What you will do: From the entries, filter out every line that lacks "ChannelService" and copy the rest.

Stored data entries
********************

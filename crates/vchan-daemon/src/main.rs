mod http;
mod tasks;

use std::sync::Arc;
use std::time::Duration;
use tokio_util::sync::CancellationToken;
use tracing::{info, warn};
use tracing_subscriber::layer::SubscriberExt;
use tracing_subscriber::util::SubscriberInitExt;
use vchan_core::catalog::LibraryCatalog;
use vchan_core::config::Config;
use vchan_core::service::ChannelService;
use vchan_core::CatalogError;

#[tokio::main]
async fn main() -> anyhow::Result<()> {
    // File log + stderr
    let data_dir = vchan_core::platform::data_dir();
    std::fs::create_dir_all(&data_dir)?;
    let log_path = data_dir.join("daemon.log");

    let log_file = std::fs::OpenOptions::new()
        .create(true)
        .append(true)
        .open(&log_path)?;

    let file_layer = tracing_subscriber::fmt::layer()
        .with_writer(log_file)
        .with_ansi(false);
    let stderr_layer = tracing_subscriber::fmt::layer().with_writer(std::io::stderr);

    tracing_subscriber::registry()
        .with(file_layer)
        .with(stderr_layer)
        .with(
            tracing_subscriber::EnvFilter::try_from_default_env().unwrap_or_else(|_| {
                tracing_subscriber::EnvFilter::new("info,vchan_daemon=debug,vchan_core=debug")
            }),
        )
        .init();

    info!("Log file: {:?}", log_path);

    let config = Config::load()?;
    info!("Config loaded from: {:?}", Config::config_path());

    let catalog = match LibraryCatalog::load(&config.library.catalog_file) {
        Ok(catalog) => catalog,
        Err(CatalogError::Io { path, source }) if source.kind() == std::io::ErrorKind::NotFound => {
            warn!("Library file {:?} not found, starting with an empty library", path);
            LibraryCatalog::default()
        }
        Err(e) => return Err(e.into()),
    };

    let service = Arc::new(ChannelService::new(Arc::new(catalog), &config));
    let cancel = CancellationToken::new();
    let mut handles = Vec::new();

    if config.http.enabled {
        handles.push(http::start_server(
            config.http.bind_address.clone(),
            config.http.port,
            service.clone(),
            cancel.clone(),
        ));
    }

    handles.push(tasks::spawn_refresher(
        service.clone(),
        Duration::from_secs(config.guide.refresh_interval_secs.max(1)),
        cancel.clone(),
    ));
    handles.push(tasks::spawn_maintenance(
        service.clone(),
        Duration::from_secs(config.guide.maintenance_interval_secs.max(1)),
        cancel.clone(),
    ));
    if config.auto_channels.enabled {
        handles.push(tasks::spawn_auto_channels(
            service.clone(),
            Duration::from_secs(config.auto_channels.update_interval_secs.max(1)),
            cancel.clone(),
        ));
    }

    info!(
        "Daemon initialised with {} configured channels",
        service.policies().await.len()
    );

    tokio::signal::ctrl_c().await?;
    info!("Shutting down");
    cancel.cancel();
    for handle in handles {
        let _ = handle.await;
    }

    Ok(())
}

********************

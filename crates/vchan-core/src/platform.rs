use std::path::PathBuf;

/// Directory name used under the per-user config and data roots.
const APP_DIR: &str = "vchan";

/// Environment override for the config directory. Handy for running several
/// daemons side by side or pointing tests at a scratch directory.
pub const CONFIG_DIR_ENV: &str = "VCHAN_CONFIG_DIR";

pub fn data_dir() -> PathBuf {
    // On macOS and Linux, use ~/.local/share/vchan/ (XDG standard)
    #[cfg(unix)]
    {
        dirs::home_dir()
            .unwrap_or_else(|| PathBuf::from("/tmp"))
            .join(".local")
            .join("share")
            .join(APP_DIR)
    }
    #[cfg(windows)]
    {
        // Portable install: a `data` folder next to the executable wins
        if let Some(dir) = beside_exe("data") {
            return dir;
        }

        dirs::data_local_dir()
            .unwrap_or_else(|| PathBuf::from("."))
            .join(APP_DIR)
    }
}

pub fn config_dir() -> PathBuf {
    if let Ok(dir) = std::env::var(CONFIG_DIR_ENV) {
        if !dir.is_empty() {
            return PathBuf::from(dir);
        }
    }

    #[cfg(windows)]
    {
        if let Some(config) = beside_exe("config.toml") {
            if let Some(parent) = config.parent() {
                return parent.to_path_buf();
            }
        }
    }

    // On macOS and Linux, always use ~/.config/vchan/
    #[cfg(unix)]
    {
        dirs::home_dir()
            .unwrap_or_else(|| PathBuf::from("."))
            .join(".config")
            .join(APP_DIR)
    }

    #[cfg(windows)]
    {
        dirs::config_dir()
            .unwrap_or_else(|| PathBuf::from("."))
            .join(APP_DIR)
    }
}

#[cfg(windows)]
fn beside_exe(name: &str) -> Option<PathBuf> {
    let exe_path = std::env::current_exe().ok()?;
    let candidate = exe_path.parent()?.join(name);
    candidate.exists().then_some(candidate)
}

********************

Exercise response:
use vchan_core::service::ChannelService;
    let service = Arc::new(ChannelService::new(Arc::new(catalog), &config));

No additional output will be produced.